Scientific classification
- Kingdom: Animalia
- Phylum: Chordata
- Class: Actinopterygii
- Order: Perciformes
- Family: Scorpaenidae
- Genus: Pterois
- Species: P. volitans
- Binomial name: Pterois volitans (Linnaeus, 1758)

= Red lionfish =

- Genus: Pterois
- Species: volitans
- Authority: (Linnaeus, 1758)
- Conservation status: LC

Species of fish

The red lionfish (Pterois volitans) is a venomous coral reef fish in the family Scorpaenidae, order Scorpaeniformes. It is mainly native to the Indo-Pacific region, but has become an invasive species in the Caribbean Sea, as well as along the East Coast of the United States and East Mediterranean and also found in Brazil at Fernando de Noronha.

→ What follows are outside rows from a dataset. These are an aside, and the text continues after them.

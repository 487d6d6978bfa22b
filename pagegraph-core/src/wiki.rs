use url::Url;

/// Main page of the Ukrainian Wikipedia.
pub const DEFAULT_START_URL: &str = "https://uk.wikipedia.org/wiki/%D0%93%D0%BE%D0%BB%D0%BE%D0%B2%D0%BD%D0%B0_%D1%81%D1%82%D0%BE%D1%80%D1%96%D0%BD%D0%BA%D0%B0";

/// Service namespaces whose pages are not articles.
pub const DEFAULT_SKIPPED_NAMESPACES: &[&str] = &[
    "Файл",
    "Портал",
    "Вікіпедія",
    "Шаблон",
    "Спеціальна",
    "Обговорення",
    "Категорія",
    "Special",
    "Довідка",
];

/// `scheme://host/wiki/` for URLs whose path is under `/wiki/`.
pub fn article_prefix(url: &str) -> Option<String> {
    let parsed = Url::parse(url).ok()?;
    let host = parsed.host_str()?;
    if !parsed.path().starts_with("/wiki/") {
        return None;
    }

    let authority = match parsed.port() {
        Some(port) => format!("{}:{}", host, port),
        None => host.to_string(),
    };
    Some(format!("{}://{}/wiki/", parsed.scheme(), authority))
}

pub fn default_namespaces() -> Vec<String> {
    DEFAULT_SKIPPED_NAMESPACES.iter().map(|ns| ns.to_string()).collect()
}
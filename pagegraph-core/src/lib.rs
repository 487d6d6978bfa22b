pub mod crawl;
pub mod render;
pub mod wiki;

pub use crawl::{CrawlOptions, CrawlProgressCallback, execute_crawl};
pub use render::GraphFormat;
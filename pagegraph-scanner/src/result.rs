use serde::{Deserialize, Serialize};
use std::collections::HashSet;

/// A URL waiting to be fetched, with the number of hops still allowed below it.
///
/// A target whose `depth` is negative is never fetched.
#[derive(Debug, Clone, PartialEq, Eq, Serialize, Deserialize)]
pub struct CrawlTarget {
    pub url: String,
    pub depth: i32,
}

impl CrawlTarget {
    pub fn new(url: impl Into<String>, depth: i32) -> Self {
        Self {
            url: url.into(),
            depth,
        }
    }

    pub fn is_exhausted(&self) -> bool {
        self.depth < 0
    }
}

/// What a worker hands back for one target. Empty title and links mean the
/// fetch failed.
#[derive(Debug, Clone, PartialEq, Eq, Serialize, Deserialize)]
pub struct FetchedPage {
    pub url: String,
    pub depth: i32,
    pub title: String,
    pub links: Vec<String>,
}

impl FetchedPage {
    pub fn new(target: CrawlTarget, title: String, links: Vec<String>) -> Self {
        Self {
            url: target.url,
            depth: target.depth,
            title,
            links,
        }
    }

    pub fn is_failed(&self) -> bool {
        self.title.is_empty() && self.links.is_empty()
    }
}

/// A directed reference between two pages.
///
/// Raw edges carry URLs; the edges returned from a crawl carry page titles.
#[derive(Debug, Clone, PartialEq, Eq, Hash, Serialize, Deserialize)]
pub struct Edge {
    pub from: String,
    pub to: String,
}

impl Edge {
    pub fn new(from: impl Into<String>, to: impl Into<String>) -> Self {
        Self {
            from: from.into(),
            to: to.into(),
        }
    }
}

/// Summary of one crawl run.
#[derive(Debug, Clone, Default, Serialize, Deserialize)]
pub struct CrawlOutcome {
    pub edges: Vec<Edge>,
    pub pages_fetched: usize,
    pub urls_seen: usize,
    pub raw_edges: usize,
    pub cancelled: bool,
}

/// Drops repeated links, keeping the first occurrence of each.
pub fn unique_links(links: Vec<String>) -> Vec<String> {
    let mut seen = HashSet::with_capacity(links.len());
    links
        .into_iter()
        .filter(|link| seen.insert(link.clone()))
        .collect()
}

#[cfg(test)]
mod tests {
    use super::*;

    #[test]
    fn test_unique_links_keeps_first_appearance_order() {
        let links = vec![
            "https://wiki.test/B".to_string(),
            "https://wiki.test/C".to_string(),
            "https://wiki.test/B".to_string(),
            "https://wiki.test/A".to_string(),
            "https://wiki.test/C".to_string(),
        ];

        assert_eq!(
            unique_links(links),
            vec![
                "https://wiki.test/B".to_string(),
                "https://wiki.test/C".to_string(),
                "https://wiki.test/A".to_string(),
            ]
        );
    }

    #[test]
    fn test_failed_page_keeps_target_fields() {
        let page = FetchedPage::new(CrawlTarget::new("https://wiki.test/C", 1), String::new(), Vec::new());
        assert_eq!(page.url, "https://wiki.test/C");
        assert_eq!(page.depth, 1);
        assert!(page.is_failed());
    }

    #[test]
    fn test_exhausted_target() {
        assert!(!CrawlTarget::new("https://wiki.test/A", 0).is_exhausted());
        assert!(CrawlTarget::new("https://wiki.test/A", -1).is_exhausted());
    }
}
use std::sync::Arc;
use std::sync::atomic::{AtomicUsize, Ordering};
use tokio_util::sync::CancellationToken;

/// Counts targets that have been injected but not yet retired.
///
/// A target retires when dedup or filter drops it, or when the orchestrator
/// consumes its fetched page. The first transition to zero fires `drained`;
/// callers must add a page's children before retiring the page.
#[derive(Debug, Clone, Default)]
pub struct InFlight {
    count: Arc<AtomicUsize>,
    drained: CancellationToken,
}

impl InFlight {
    pub fn new() -> Self {
        Self::default()
    }

    pub fn add(&self, n: usize) {
        self.count.fetch_add(n, Ordering::SeqCst);
    }

    pub fn complete(&self) {
        let previous = self
            .count
            .fetch_update(Ordering::SeqCst, Ordering::SeqCst, |n| n.checked_sub(1));
        if previous == Ok(1) {
            self.drained.cancel();
        }
    }

    pub fn pending(&self) -> usize {
        self.count.load(Ordering::SeqCst)
    }

    pub fn is_drained(&self) -> bool {
        self.drained.is_cancelled()
    }

    /// Resolves once the count has dropped to zero.
    pub async fn drained(&self) {
        self.drained.cancelled().await
    }
}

P. volitans and a similar relative, Pterois miles, have both been deemed invasive species. Red lionfish are clad in white stripes alternated with red, maroon or brown stripes. Adults in this species can grow as large as 47 cm (18.5 in) in length, making it one of the largest species of lionfish in the ocean, while juveniles are typically shorter than 1 in. The average red lionfish lives around 10 years. As with many species within the family Scorpaenidae, it has large, venomous spines on its dorsal fin (13) as well as other venomous spines on its pelvic fins (2) and anal fins (3). It is these fins together with the other long non-venomous fins which create an appearance similar to a mane, giving it the common name "lionfish". The dorsal spines deter most potential predators. Lionfish reproduce monthly and are able to quickly disperse during their larval stage for expansion of their invasive region. No definitive predators of the lionfish are known, and many organizations are promoting the harvest and consumption of lionfish in efforts to prevent further increases in the already high population densities.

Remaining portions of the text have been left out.